## DATA RECORDS
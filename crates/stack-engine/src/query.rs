//! Engine listings
//!
//! The engine is asked for one kind of resource at a time and answers
//! with one identifier per line.

use crate::{Error, Result};
use stack_core::ResourceKind;
use std::collections::HashSet;
use std::process::Command;

/// Default engine CLI.
pub const DEFAULT_PROGRAM: &str = "docker";

/// Source of raw resource listings.
pub trait EngineQuery: Send + Sync {
    /// Raw line-oriented listing of every resource of `kind`.
    fn list(&self, kind: ResourceKind) -> Result<String>;
}

impl<T: EngineQuery + ?Sized> EngineQuery for std::sync::Arc<T> {
    fn list(&self, kind: ResourceKind) -> Result<String> {
        (**self).list(kind)
    }
}

/// Queries a docker-compatible CLI.
///
/// Containers are listed with `ps` (running only), networks and volumes
/// with `ls`.
#[derive(Debug, Clone)]
pub struct DockerCli {
    program: String,
}

impl Default for DockerCli {
    fn default() -> Self {
        Self::new(DEFAULT_PROGRAM)
    }
}

impl DockerCli {
    pub fn new(program: impl Into<String>) -> Self {
        Self {
            program: program.into(),
        }
    }

    pub fn program(&self) -> &str {
        &self.program
    }

    /// Arguments that list resources of `kind`.
    pub fn list_args(kind: ResourceKind) -> &'static [&'static str] {
        match kind {
            ResourceKind::Container => &["ps", "--format", "{{.Names}}"],
            ResourceKind::Network => &["network", "ls", "--format", "{{.Name}}"],
            ResourceKind::Volume => &["volume", "ls", "--format", "{{.Name}}"],
        }
    }
}

impl EngineQuery for DockerCli {
    fn list(&self, kind: ResourceKind) -> Result<String> {
        let args = Self::list_args(kind);
        let output = Command::new(&self.program)
            .args(args)
            .output()
            .map_err(|source| Error::Spawn {
                program: self.program.clone(),
                source,
            })?;

        if output.status.success() {
            Ok(String::from_utf8_lossy(&output.stdout).to_string())
        } else {
            Err(Error::CommandFailed {
                command: format!("{} {}", self.program, args.join(" ")),
                code: output.status.code().unwrap_or(-1),
                stderr: String::from_utf8_lossy(&output.stderr).trim().to_string(),
            })
        }
    }
}

/// Identifiers in a raw listing: one per line, trimmed, blanks dropped.
pub fn parse_listing(raw: &str) -> HashSet<String> {
    raw.lines()
        .map(str::trim)
        .filter(|line| !line.is_empty())
        .map(str::to_string)
        .collect()
}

## TASK INSTRUCTIONS
Review the material and copy each line in which the word "impl" appears.

## RESPONSE
impl<T: EngineQuery + ?Sized> EngineQuery for std::sync::Arc<T> {
impl Default for DockerCli {
impl DockerCli {
    pub fn new(program: impl Into<String>) -> Self {
impl EngineQuery for DockerCli {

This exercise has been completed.